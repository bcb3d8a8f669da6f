//! Profile use-cases.

use melodia_core::models::{UpdateProfile, User};
use melodia_core::AppError;
use melodia_db::UserRepository;
use uuid::Uuid;
use validator::Validate;

/// Words rejected anywhere in a username or bio.
const RESTRICTED_WORDS: &[&str] = &["admin", "root", "badword"];

fn contains_restricted_word(text: &str) -> bool {
    let lower = text.to_lowercase();
    RESTRICTED_WORDS.iter().any(|word| lower.contains(word))
}

/// Length limits come from the `Validate` derive on `UpdateProfile`; the
/// restricted-word check is layered on top here.
pub fn validate_profile_update(input: &UpdateProfile) -> Result<(), AppError> {
    input.validate()?;

    if let Some(username) = &input.username {
        if contains_restricted_word(username) {
            return Err(AppError::RestrictedWord);
        }
    }

    if let Some(bio) = &input.bio {
        if contains_restricted_word(bio) {
            return Err(AppError::RestrictedWord);
        }
    }

    Ok(())
}

#[derive(Clone)]
pub struct UserService {
    users: UserRepository,
}

impl UserService {
    pub fn new(users: UserRepository) -> Self {
        Self { users }
    }

    pub async fn get_profile(&self, user_id: Uuid) -> Result<User, AppError> {
        self.users.get_by_id(user_id).await
    }

    /// Apply a partial profile update. Absent fields keep their current
    /// value; present fields are validated before anything is written.
    pub async fn update_profile(
        &self,
        user_id: Uuid,
        input: UpdateProfile,
    ) -> Result<User, AppError> {
        validate_profile_update(&input)?;

        let mut user = self.users.get_by_id(user_id).await?;

        if let Some(username) = input.username {
            user.username = username;
        }
        if let Some(bio) = input.bio {
            user.bio = bio;
        }
        if let Some(avatar_url) = input.avatar_url {
            user.avatar_url = avatar_url;
        }

        self.users.update(&user).await?;
        Ok(user)
    }
}

#[cfg(test)]
mod tests {
    use super::*;

    fn update(username: Option<&str>, bio: Option<&str>) -> UpdateProfile {
        UpdateProfile {
            username: username.map(str::to_string),
            bio: bio.map(str::to_string),
            avatar_url: None,
        }
    }

    #[test]
    fn accepts_reasonable_profile() {
        assert!(validate_profile_update(&update(Some("listener42"), Some("night owl"))).is_ok());
    }

    #[test]
    fn accepts_empty_update() {
        assert!(validate_profile_update(&UpdateProfile::default()).is_ok());
    }

    #[test]
    fn rejects_short_and_long_usernames() {
        let err = validate_profile_update(&update(Some("ab"), None)).unwrap_err();
        assert!(matches!(err, AppError::InvalidInput(_)));

        let long = "a".repeat(21);
        let err = validate_profile_update(&update(Some(&long), None)).unwrap_err();
        assert!(matches!(err, AppError::InvalidInput(_)));
    }

    #[test]
    fn rejects_overlong_bio() {
        let long = "b".repeat(151);
        let err = validate_profile_update(&update(None, Some(&long))).unwrap_err();
        assert!(matches!(err, AppError::InvalidInput(_)));
    }

    #[test]
    fn rejects_restricted_words_case_insensitively() {
        let err = validate_profile_update(&update(Some("AdminUser"), None)).unwrap_err();
        assert!(matches!(err, AppError::RestrictedWord));

        let err = validate_profile_update(&update(None, Some("I am groot, also root"))).unwrap_err();
        assert!(matches!(err, AppError::RestrictedWord));
    }
}
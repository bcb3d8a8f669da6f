use crate::error::{ErrorResponse, HttpAppError};
use crate::state::AppState;
use axum::extract::{Multipart, Path, State};
use axum::http::StatusCode;
use axum::Json;
use bytes::Bytes;
use melodia_core::models::{MediaKind, MediaUploadResponse, StreamUrlResponse};
use melodia_core::AppError;
use std::sync::Arc;
use uuid::Uuid;

struct FilePart {
    data: Bytes,
    filename: String,
    content_type: String,
}

/// Upload a media file.
///
/// Expects a multipart body with a `file` part (the payload) and a `type`
/// part selecting the media kind (`audio` or `image`; `video` is rejected).
#[utoipa::path(
    post,
    path = "/api/v1/media",
    tag = "media",
    responses(
        (status = 201, description = "File ingested", body = MediaUploadResponse),
        (status = 400, description = "Invalid or unsupported input", body = ErrorResponse),
        (status = 500, description = "Internal server error", body = ErrorResponse)
    )
)]
pub async fn upload_media(
    State(state): State<Arc<AppState>>,
    mut multipart: Multipart,
) -> Result<(StatusCode, Json<MediaUploadResponse>), HttpAppError> {
    let mut file: Option<FilePart> = None;
    let mut kind: Option<MediaKind> = None;

    while let Some(field) = multipart
        .next_field()
        .await
        .map_err(|e| AppError::InvalidInput(format!("malformed multipart body: {}", e)))?
    {
        let name = field.name().map(str::to_string);
        match name.as_deref() {
            Some("file") => {
                let filename = field.file_name().unwrap_or("upload").to_string();
                let content_type = field
                    .content_type()
                    .unwrap_or("application/octet-stream")
                    .to_string();
                let data = field.bytes().await.map_err(|e| {
                    AppError::InvalidInput(format!("failed to read file part: {}", e))
                })?;
                file = Some(FilePart {
                    data,
                    filename,
                    content_type,
                });
            }
            Some("type") => {
                let text = field.text().await.map_err(|e| {
                    AppError::InvalidInput(format!("failed to read type part: {}", e))
                })?;
                kind = Some(text.trim().parse()?);
            }
            _ => {}
        }
    }

    let part = file.ok_or_else(|| AppError::InvalidInput("missing 'file' part".to_string()))?;
    let kind = kind.ok_or_else(|| AppError::InvalidInput("missing 'type' part".to_string()))?;

    let created = state
        .media
        .upload_file(part.data, &part.filename, &part.content_type, kind)
        .await?;

    Ok((
        StatusCode::CREATED,
        Json(MediaUploadResponse {
            media_id: created.id,
        }),
    ))
}

/// Resolve a media id to a presigned stream URL (valid for one hour).
#[utoipa::path(
    get,
    path = "/api/v1/media/stream/{id}",
    tag = "media",
    params(
        ("id" = Uuid, Path, description = "Media file identifier")
    ),
    responses(
        (status = 200, description = "Presigned URL", body = StreamUrlResponse),
        (status = 404, description = "Unknown media id", body = ErrorResponse),
        (status = 500, description = "Internal server error", body = ErrorResponse)
    )
)]
pub async fn get_stream_url(
    State(state): State<Arc<AppState>>,
    Path(id): Path<Uuid>,
) -> Result<Json<StreamUrlResponse>, HttpAppError> {
    let url = state.media.stream_url(id).await?;
    Ok(Json(StreamUrlResponse { url }))
}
***
§ Activity
Once you have read the entries, write them out again without altering a single character.

§ Answer to this problem
repository bcb3d8a8f669da6f
//! Profile use-cases.

use melodia_core::models::{UpdateProfile, User};
use melodia_core::AppError;
use melodia_db::UserRepository;
use uuid::Uuid;
use validator::Validate;

/// Words rejected anywhere in a username or bio.
const RESTRICTED_WORDS: &[&str] = &["admin", "root", "badword"];

fn contains_restricted_word(text: &str) -> bool {
    let lower = text.to_lowercase();
    RESTRICTED_WORDS.iter().any(|word| lower.contains(word))
}

/// Length limits come from the `Validate` derive on `UpdateProfile`; the
/// restricted-word check is layered on top here.
pub fn validate_profile_update(input: &UpdateProfile) -> Result<(), AppError> {
    input.validate()?;

    if let Some(username) = &input.username {
        if contains_restricted_word(username) {
            return Err(AppError::RestrictedWord);
        }
    }

    if let Some(bio) = &input.bio {
        if contains_restricted_word(bio) {
            return Err(AppError::RestrictedWord);
        }
    }

    Ok(())
}

#[derive(Clone)]
pub struct UserService {
    users: UserRepository,
}

impl UserService {
    pub fn new(users: UserRepository) -> Self {
        Self { users }
    }

    pub async fn get_profile(&self, user_id: Uuid) -> Result<User, AppError> {
        self.users.get_by_id(user_id).await
    }

    /// Apply a partial profile update. Absent fields keep their current
    /// value; present fields are validated before anything is written.
    pub async fn update_profile(
        &self,
        user_id: Uuid,
        input: UpdateProfile,
    ) -> Result<User, AppError> {
        validate_profile_update(&input)?;

        let mut user = self.users.get_by_id(user_id).await?;

        if let Some(username) = input.username {
            user.username = username;
        }
        if let Some(bio) = input.bio {
            user.bio = bio;
        }
        if let Some(avatar_url) = input.avatar_url {
            user.avatar_url = avatar_url;
        }

        self.users.update(&user).await?;
        Ok(user)
    }
}

#[cfg(test)]
mod tests {
    use super::*;

    fn update(username: Option<&str>, bio: Option<&str>) -> UpdateProfile {
        UpdateProfile {
            username: username.map(str::to_string),
            bio: bio.map(str::to_string),
            avatar_url: None,
        }
    }

    #[test]
    fn accepts_reasonable_profile() {
        assert!(validate_profile_update(&update(Some("listener42"), Some("night owl"))).is_ok());
    }

    #[test]
    fn accepts_empty_update() {
        assert!(validate_profile_update(&UpdateProfile::default()).is_ok());
    }

    #[test]
    fn rejects_short_and_long_usernames() {
        let err = validate_profile_update(&update(Some("ab"), None)).unwrap_err();
        assert!(matches!(err, AppError::InvalidInput(_)));

        let long = "a".repeat(21);
        let err = validate_profile_update(&update(Some(&long), None)).unwrap_err();
        assert!(matches!(err, AppError::InvalidInput(_)));
    }

    #[test]
    fn rejects_overlong_bio() {
        let long = "b".repeat(151);
        let err = validate_profile_update(&update(None, Some(&long))).unwrap_err();
        assert!(matches!(err, AppError::InvalidInput(_)));
    }

    #[test]
    fn rejects_restricted_words_case_insensitively() {
        let err = validate_profile_update(&update(Some("AdminUser"), None)).unwrap_err();
        assert!(matches!(err, AppError::RestrictedWord));

        let err = validate_profile_update(&update(None, Some("I am groot, also root"))).unwrap_err();
        assert!(matches!(err, AppError::RestrictedWord));
    }
}
repository bcb3d8a8f669da6f
use crate::error::{ErrorResponse, HttpAppError};
use crate::state::AppState;
use axum::extract::{Multipart, Path, State};
use axum::http::StatusCode;
use axum::Json;
use bytes::Bytes;
use melodia_core::models::{MediaKind, MediaUploadResponse, StreamUrlResponse};
use melodia_core::AppError;
use std::sync::Arc;
use uuid::Uuid;

struct FilePart {
    data: Bytes,
    filename: String,
    content_type: String,
}

/// Upload a media file.
///
/// Expects a multipart body with a `file` part (the payload) and a `type`
/// part selecting the media kind (`audio` or `image`; `video` is rejected).
#[utoipa::path(
    post,
    path = "/api/v1/media",
    tag = "media",
    responses(
        (status = 201, description = "File ingested", body = MediaUploadResponse),
        (status = 400, description = "Invalid or unsupported input", body = ErrorResponse),
        (status = 500, description = "Internal server error", body = ErrorResponse)
    )
)]
pub async fn upload_media(
    State(state): State<Arc<AppState>>,
    mut multipart: Multipart,
) -> Result<(StatusCode, Json<MediaUploadResponse>), HttpAppError> {
    let mut file: Option<FilePart> = None;
    let mut kind: Option<MediaKind> = None;

    while let Some(field) = multipart
        .next_field()
        .await
        .map_err(|e| AppError::InvalidInput(format!("malformed multipart body: {}", e)))?
    {
        let name = field.name().map(str::to_string);
        match name.as_deref() {
            Some("file") => {
                let filename = field.file_name().unwrap_or("upload").to_string();
                let content_type = field
                    .content_type()
                    .unwrap_or("application/octet-stream")
                    .to_string();
                let data = field.bytes().await.map_err(|e| {
                    AppError::InvalidInput(format!("failed to read file part: {}", e))
                })?;
                file = Some(FilePart {
                    data,
                    filename,
                    content_type,
                });
            }
            Some("type") => {
                let text = field.text().await.map_err(|e| {
                    AppError::InvalidInput(format!("failed to read type part: {}", e))
                })?;
                kind = Some(text.trim().parse()?);
            }
            _ => {}
        }
    }

    let part = file.ok_or_else(|| AppError::InvalidInput("missing 'file' part".to_string()))?;
    let kind = kind.ok_or_else(|| AppError::InvalidInput("missing 'type' part".to_string()))?;

    let created = state
        .media
        .upload_file(part.data, &part.filename, &part.content_type, kind)
        .await?;

    Ok((
        StatusCode::CREATED,
        Json(MediaUploadResponse {
            media_id: created.id,
        }),
    ))
}

/// Resolve a media id to a presigned stream URL (valid for one hour).
#[utoipa::path(
    get,
    path = "/api/v1/media/stream/{id}",
    tag = "media",
    params(
        ("id" = Uuid, Path, description = "Media file identifier")
    ),
    responses(
        (status = 200, description = "Presigned URL", body = StreamUrlResponse),
        (status = 404, description = "Unknown media id", body = ErrorResponse),
        (status = 500, description = "Internal server error", body = ErrorResponse)
    )
)]
pub async fn get_stream_url(
    State(state): State<Arc<AppState>>,
    Path(id): Path<Uuid>,
) -> Result<Json<StreamUrlResponse>, HttpAppError> {
    let url = state.media.stream_url(id).await?;
    Ok(Json(StreamUrlResponse { url }))
}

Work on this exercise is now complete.